Hollyfield Trump

Cuando se conoció el atentado contra la vida de Donald Trump todos -usted también- sospechamos que podía haberse tratado de un montaje, vimos la casualidad con ojos fatuos, nos arracimamos en la duda menos cartesiana

15 de julio 2024 - 06:00

El magnicidio es la solución rápida del pobre de espíritu, de aquél que no confía en los medios democráticos para resolver los conflictos, esos que no son sino los propios del día a día, aquellos que han de solventar los que normalmente están menos capacitados para ello: los políticos. Que un ex adolescente se parapete en un techo y dispare ocho veces al ex presidente Donald Trump parece un bulo por la incredulidad que provoca. Ver al candidato manchado de sangre, con el colgajo de oreja, su puño el alto, el fuck you, la foto patriótica con la bandera de barras y estrellas detrás, da a entender con facilidad quién va a ganar las próximas presidenciales. Una pista: tiene la piel naranja y no es una mascota de Mundial de fútbol.

A saber qué pasó por la cabeza de Thomas Matthew Crooks, de veinte años, para otorgarle las elecciones en bandeja con su falta de puntería y para otorgarse a sí mismo la dudosa orla de la eternidad. Dejó un muerto y al menos dos heridos, incluyendo al candidato, aunque muchos más muertos de espíritu creó o creará con su labor criminal.
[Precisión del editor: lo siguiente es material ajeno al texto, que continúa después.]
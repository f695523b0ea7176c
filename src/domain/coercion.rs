//! Numeric coercion for designated fields.
//!
//! A raw cell becomes `null` when it is blank, a number when its trimmed
//! text is a finite decimal literal, and otherwise stays text exactly as it
//! was read (surrounding whitespace included).

use crate::domain::model::{CellValue, CoercionSummary, Record, TranscodeResult};

/// Parses standard decimal notation: optional sign, digits, optional
/// fraction, optional exponent. Spellings of infinity and NaN are rejected
/// because JSON has no literal for them.
pub fn parse_decimal(text: &str) -> Option<f64> {
    text.parse::<f64>().ok().filter(|n| n.is_finite())
}

pub fn coerce_numeric(raw: &str) -> CellValue {
    let trimmed = raw.trim();
    if trimmed.is_empty() {
        return CellValue::Null;
    }

    match parse_decimal(trimmed) {
        Some(number) => CellValue::Number(number),
        None => CellValue::Text(raw.to_string()),
    }
}

/// Applies [`coerce_numeric`] to a fixed set of field names on every row.
#[derive(Debug, Clone)]
pub struct FieldCoercer {
    fields: Vec<String>,
}

impl FieldCoercer {
    pub fn new(fields: Vec<String>) -> Self {
        Self { fields }
    }

    pub fn fields(&self) -> &[String] {
        &self.fields
    }

    pub fn apply(&self, record: &mut Record, summary: &mut CoercionSummary) {
        for field in &self.fields {
            let tally = summary.tally_mut(field);

            let coerced = match record.get(field) {
                Some(CellValue::Text(raw)) => coerce_numeric(raw),
                // already typed; coercion happens once
                Some(_) => continue,
                None => {
                    tally.missing += 1;
                    coerce_numeric("")
                }
            };

            match &coerced {
                CellValue::Null => tally.null += 1,
                CellValue::Number(_) => tally.numeric += 1,
                CellValue::Text(_) => tally.text += 1,
            }

            record.insert(field, coerced);
        }
    }

    pub fn apply_all(&self, mut records: Vec<Record>) -> TranscodeResult {
        let mut summary = CoercionSummary::default();
        for field in &self.fields {
            summary.tally_mut(field);
        }

        for record in &mut records {
            self.apply(record, &mut summary);
        }

        TranscodeResult { records, summary }
    }
}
Si unimos a esta suerte de baraka franquista que tienen los multibillonarios condenados, que el presidente Joe Biden luce cual espantapájaros; el humanoide que alguien mueve a distancia desde una consola plena de bombillas de color, la cosa pinta peor aún. Aparte de sus caídas, pérdidas de orientación, y el aspecto de demente senil que desgraciadamente ofrece Biden, nos deja actuaciones que sofocan de vergüenza ajena; la última, presentar a Zelenski, presidente de Ucrania, como Vladimir Putin, su némesis. Esto no es un mero lapsus, sino que ha de provocar que los psicólogos forenses hagan cola a la puerta de la Casa Blanca y saquen lustre a sus DSM-5 (Diagnostic and Statistical Manuel of Mental Disorders, Fifth Edition).

Estamos, cuando hablamos de Biden y Trump, ante dos políticos que no quieren irse, que luchan por no dejar de luchar, si entendemos la política como el acto de la pugna. Biden quiere dejar su cargo, únicamente, por dos motivos: muerte o no elección y, a ser posible, mantenerse en su estado semi-vegetativo para mayor gloria de Kamala Harris. Por el contrario, "Hollyfield" Trump huye hacia delante y busca en el poder presidencial la salida a la miríada de problemas de todo tipo que están cercándolo, la mayoría de ellos, judiciales. Son dos tipos de populismo, en realidad, tampoco tiene por qué gustarnos ninguno de ellos.

Pero hemos de pensar también en una cuestión que clama a nuestra autocrítica: cuando se conoció el atentado contra la vida de Donald Trump todos -usted también- sospechamos que podía haberse tratado de un montaje, vimos la casualidad con ojos fatuos, nos arracimamos en la duda menos cartesiana. ¿Es la naturaleza humana? En absoluto. Lo que ocurre es que nos hemos acostumbrado ya a que nos timen, y exigimos que la estafa sea más y más sofisticada cada vez. ¿Será culpa del cine o de los propios políticos? La respuesta, mi amigo, flota en el viento, pero no todo el mundo quiere verla.